### Assignment:
Filter the entries for the word "SamplerState". Copy each line in which it occurs.
--
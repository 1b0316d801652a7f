//! CPU usage sampling.
//!
//! The scaler never queries the operating system directly; it asks an
//! injected [`CpuSampler`] so tests and embedders can supply deterministic
//! readings.

use std::sync::atomic::{AtomicU64, Ordering};
use std::sync::{Mutex, PoisonError};
use std::time::Instant;

use sysinfo::{MINIMUM_CPU_UPDATE_INTERVAL, System};

/// Source of process-wide CPU usage readings, in percent (0.0-100.0)
pub trait CpuSampler: Send + Sync {
    fn sample(&self) -> f64;
}

/// Samples global CPU usage of the host through `sysinfo`.
///
/// Usage is computed between consecutive refreshes, so the first reading
/// after construction reflects the interval since `new` was called. Calls
/// closer together than `sysinfo::MINIMUM_CPU_UPDATE_INTERVAL` return the
/// previous reading.
pub struct SystemCpuSampler {
    state: Mutex<SamplerState>,
}

struct SamplerState {
    system: System,
    last: Option<(Instant, f64)>,
}

impl SystemCpuSampler {
    pub fn new() -> Self {
        let mut system = System::new();
        system.refresh_cpu_usage();
        Self {
            state: Mutex::new(SamplerState { system, last: None }),
        }
    }
}

impl Default for SystemCpuSampler {
    fn default() -> Self {
        Self::new()
    }
}

impl CpuSampler for SystemCpuSampler {
    fn sample(&self) -> f64 {
        let mut state = self.state.lock().unwrap_or_else(PoisonError::into_inner);
        if let Some((taken_at, usage)) = state.last
            && taken_at.elapsed() < MINIMUM_CPU_UPDATE_INTERVAL
        {
            return usage;
        }

        state.system.refresh_cpu_usage();
        let usage = f64::from(state.system.global_cpu_usage()).clamp(0.0, 100.0);
        state.last = Some((Instant::now(), usage));
        usage
    }
}

impl std::fmt::Debug for SystemCpuSampler {
    fn fmt(&self, f: &mut std::fmt::Formatter<'_>) -> std::fmt::Result {
        f.debug_struct("SystemCpuSampler").finish_non_exhaustive()
    }
}

/// Sampler returning a settable fixed reading
#[derive(Debug, Default)]
pub struct StaticCpuSampler {
    bits: AtomicU64,
}

impl StaticCpuSampler {
    pub fn new(percent: f64) -> Self {
        Self {
            bits: AtomicU64::new(percent.clamp(0.0, 100.0).to_bits()),
        }
    }

    pub fn set(&self, percent: f64) {
        self.bits
            .store(percent.clamp(0.0, 100.0).to_bits(), Ordering::Relaxed);
    }
}

impl CpuSampler for StaticCpuSampler {
    fn sample(&self) -> f64 {
        f64::from_bits(self.bits.load(Ordering::Relaxed))
    }
}
//! CPU-aware dynamic worker scaling.
//!
//! The scaler is the only writer of [`WorkerPoolState`]. Decisions are
//! serialised through the `last_scale_time` mutex; everything that spawns
//! worker loops reads `current_workers` with an atomic load.

use std::sync::atomic::{AtomicUsize, Ordering};
use std::sync::{Arc, Mutex, PoisonError};
use std::time::Duration;

use tokio::time::Instant;
use tracing::info;

use crate::config::BackpressureConfig;
use crate::sampler::CpuSampler;
use crate::stats::PipelineStats;

/// Fraction of the CPU threshold below which the pool may grow
const SCALE_UP_CPU_FACTOR: f64 = 0.6;
/// Queue occupancy above which the pool may grow
const SCALE_UP_OCCUPANCY: f64 = 0.5;

/// Outcome of a scaling check
#[derive(Debug, Clone, Copy, PartialEq, Eq)]
pub enum ScaleDecision {
    Unchanged,
    ScaledUp { from: usize, to: usize },
    ScaledDown { from: usize, to: usize },
}

/// Worker count and the time it last changed
#[derive(Debug)]
pub struct WorkerPoolState {
    current_workers: AtomicUsize,
    last_scale_time: Mutex<Instant>,
}

impl WorkerPoolState {
    fn new(initial_workers: usize) -> Self {
        Self {
            current_workers: AtomicUsize::new(initial_workers),
            last_scale_time: Mutex::new(Instant::now()),
        }
    }

    pub fn current_workers(&self) -> usize {
        self.current_workers.load(Ordering::Acquire)
    }
}

/// Adjusts the worker count from CPU usage and queue occupancy
pub struct DynamicScaler {
    enabled: bool,
    cpu_threshold: f64,
    min_workers: usize,
    max_workers: usize,
    max_queue_depth: usize,
    cooldown: Duration,
    state: WorkerPoolState,
    sampler: Arc<dyn CpuSampler>,
    stats: Arc<PipelineStats>,
}

impl DynamicScaler {
    /// Create a scaler starting at `max_workers`
    pub fn new(
        config: &BackpressureConfig,
        sampler: Arc<dyn CpuSampler>,
        stats: Arc<PipelineStats>,
    ) -> Self {
        Self {
            enabled: config.enable_dynamic_scaling(),
            cpu_threshold: config.cpu_threshold_percent(),
            min_workers: config.min_workers(),
            max_workers: config.max_workers(),
            max_queue_depth: config.max_queue_depth(),
            cooldown: config.scale_cooldown(),
            state: WorkerPoolState::new(config.max_workers()),
            sampler,
            stats,
        }
    }

    pub fn current_workers(&self) -> usize {
        self.state.current_workers()
    }

    pub fn max_workers(&self) -> usize {
        self.max_workers
    }

    pub fn min_workers(&self) -> usize {
        self.min_workers
    }

    /// Take a CPU reading without making a decision
    pub fn cpu_usage(&self) -> f64 {
        self.sampler.sample()
    }

    /// Re-evaluate the worker count given the current queue length.
    ///
    /// At most one adjustment of one worker happens per cooldown window.
    pub fn maybe_scale(&self, queue_len: usize) -> ScaleDecision {
        if !self.enabled {
            return ScaleDecision::Unchanged;
        }

        let mut last_scale_time = self
            .state
            .last_scale_time
            .lock()
            .unwrap_or_else(PoisonError::into_inner);
        if last_scale_time.elapsed() < self.cooldown {
            return ScaleDecision::Unchanged;
        }

        let cpu_usage = self.sampler.sample();
        let occupancy = queue_len as f64 / self.max_queue_depth as f64;
        let current = self.state.current_workers();

        let decision = if cpu_usage > self.cpu_threshold && current > self.min_workers {
            ScaleDecision::ScaledDown {
                from: current,
                to: current - 1,
            }
        } else if cpu_usage < SCALE_UP_CPU_FACTOR * self.cpu_threshold
            && occupancy > SCALE_UP_OCCUPANCY
            && current < self.max_workers
        {
            ScaleDecision::ScaledUp {
                from: current,
                to: current + 1,
            }
        } else {
            ScaleDecision::Unchanged
        };

        if let ScaleDecision::ScaledUp { from, to } | ScaleDecision::ScaledDown { from, to } =
            decision
        {
            self.state.current_workers.store(to, Ordering::Release);
            *last_scale_time = Instant::now();
            self.stats.record_worker_adjustment();
            info!(
                from_workers = from,
                to_workers = to,
                cpu_usage,
                queue_occupancy = occupancy,
                "Adjusted worker count"
            );
        }

        decision
    }
}

impl std::fmt::Debug for DynamicScaler {
    fn fmt(&self, f: &mut std::fmt::Formatter<'_>) -> std::fmt::Result {
        f.debug_struct("DynamicScaler")
            .field("enabled", &self.enabled)
            .field("cpu_threshold", &self.cpu_threshold)
            .field("min_workers", &self.min_workers)
            .field("max_workers", &self.max_workers)
            .field("cooldown", &self.cooldown)
            .field("state", &self.state)
            .finish_non_exhaustive()
    }
}
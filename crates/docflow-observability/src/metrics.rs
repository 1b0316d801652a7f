//! Prometheus export of pipeline statistics
//!
//! [`PipelineMetrics`] owns its registry so several pipelines (or tests) can
//! export side by side without clashing in the process-wide default registry.

use docflow_core::StatsSnapshot;
use prometheus::{Gauge, IntGauge, Opts, Registry, TextEncoder};
use thiserror::Error;

/// Gauges mirroring a [`StatsSnapshot`]
#[derive(Debug, Clone)]
pub struct PipelineMetrics {
    registry: Registry,
    tasks_queued: IntGauge,
    tasks_completed: IntGauge,
    tasks_failed: IntGauge,
    queue_full_count: IntGauge,
    max_queue_size: IntGauge,
    worker_adjustments: IntGauge,
    queue_size: IntGauge,
    current_workers: IntGauge,
    max_workers: IntGauge,
    cpu_usage_percent: Gauge,
}

impl PipelineMetrics {
    /// Register all pipeline gauges under `namespace`
    pub fn new(namespace: &str) -> Result<Self, MetricsError> {
        let registry = Registry::new();

        let int_gauge = |name: &str, help: &str| -> Result<IntGauge, MetricsError> {
            let gauge = IntGauge::with_opts(Opts::new(format!("{namespace}_{name}"), help))?;
            registry.register(Box::new(gauge.clone()))?;
            Ok(gauge)
        };

        let tasks_queued = int_gauge("tasks_queued_total", "Tasks admitted into the queue")?;
        let tasks_completed =
            int_gauge("tasks_completed_total", "Tasks whose work function succeeded")?;
        let tasks_failed = int_gauge(
            "tasks_failed_total",
            "Tasks whose work function returned an error or panicked",
        )?;
        let queue_full_count = int_gauge(
            "queue_full_total",
            "Tasks dropped because admission timed out on a full queue",
        )?;
        let max_queue_size = int_gauge("queue_size_max", "Highest observed queue occupancy")?;
        let worker_adjustments =
            int_gauge("worker_adjustments_total", "Worker count changes made by the scaler")?;
        let queue_size = int_gauge("queue_size", "Tasks currently waiting in the queue")?;
        let current_workers = int_gauge("workers_current", "Worker count for the next batch")?;
        let max_workers = int_gauge("workers_max", "Upper bound on the worker count")?;

        let cpu_usage_percent = Gauge::with_opts(Opts::new(
            format!("{namespace}_cpu_usage_percent"),
            "Host CPU usage at the last snapshot",
        ))?;
        registry.register(Box::new(cpu_usage_percent.clone()))?;

        Ok(Self {
            registry,
            tasks_queued,
            tasks_completed,
            tasks_failed,
            queue_full_count,
            max_queue_size,
            worker_adjustments,
            queue_size,
            current_workers,
            max_workers,
            cpu_usage_percent,
        })
    }

    /// Copy a snapshot into the gauges
    pub fn observe(&self, snapshot: &StatsSnapshot) {
        self.tasks_queued.set(saturating_i64(snapshot.tasks_queued));
        self.tasks_completed
            .set(saturating_i64(snapshot.tasks_completed));
        self.tasks_failed.set(saturating_i64(snapshot.tasks_failed));
        self.queue_full_count
            .set(saturating_i64(snapshot.queue_full_count));
        self.max_queue_size.set(saturating_i64(snapshot.max_queue_size));
        self.worker_adjustments
            .set(saturating_i64(snapshot.worker_adjustments));
        self.queue_size.set(saturating_i64(snapshot.queue_size as u64));
        self.current_workers
            .set(saturating_i64(snapshot.current_workers as u64));
        self.max_workers
            .set(saturating_i64(snapshot.max_workers as u64));
        self.cpu_usage_percent.set(snapshot.cpu_usage);
    }

    /// Render the registry in the Prometheus text exposition format
    pub fn render(&self) -> Result<String, MetricsError> {
        let encoder = TextEncoder::new();
        let metric_families = self.registry.gather();
        Ok(encoder.encode_to_string(&metric_families)?)
    }

    pub fn registry(&self) -> &Registry {
        &self.registry
    }
}

fn saturating_i64(value: u64) -> i64 {
    i64::try_from(value).unwrap_or(i64::MAX)
}

/// Metrics errors
#[derive(Error, Debug)]
pub enum MetricsError {
    #[error("Prometheus error: {0}")]
    Prometheus(#[from] prometheus::Error),
}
--
### Answer box:
    state: Mutex<SamplerState>,
struct SamplerState {
            state: Mutex::new(SamplerState { system, last: None }),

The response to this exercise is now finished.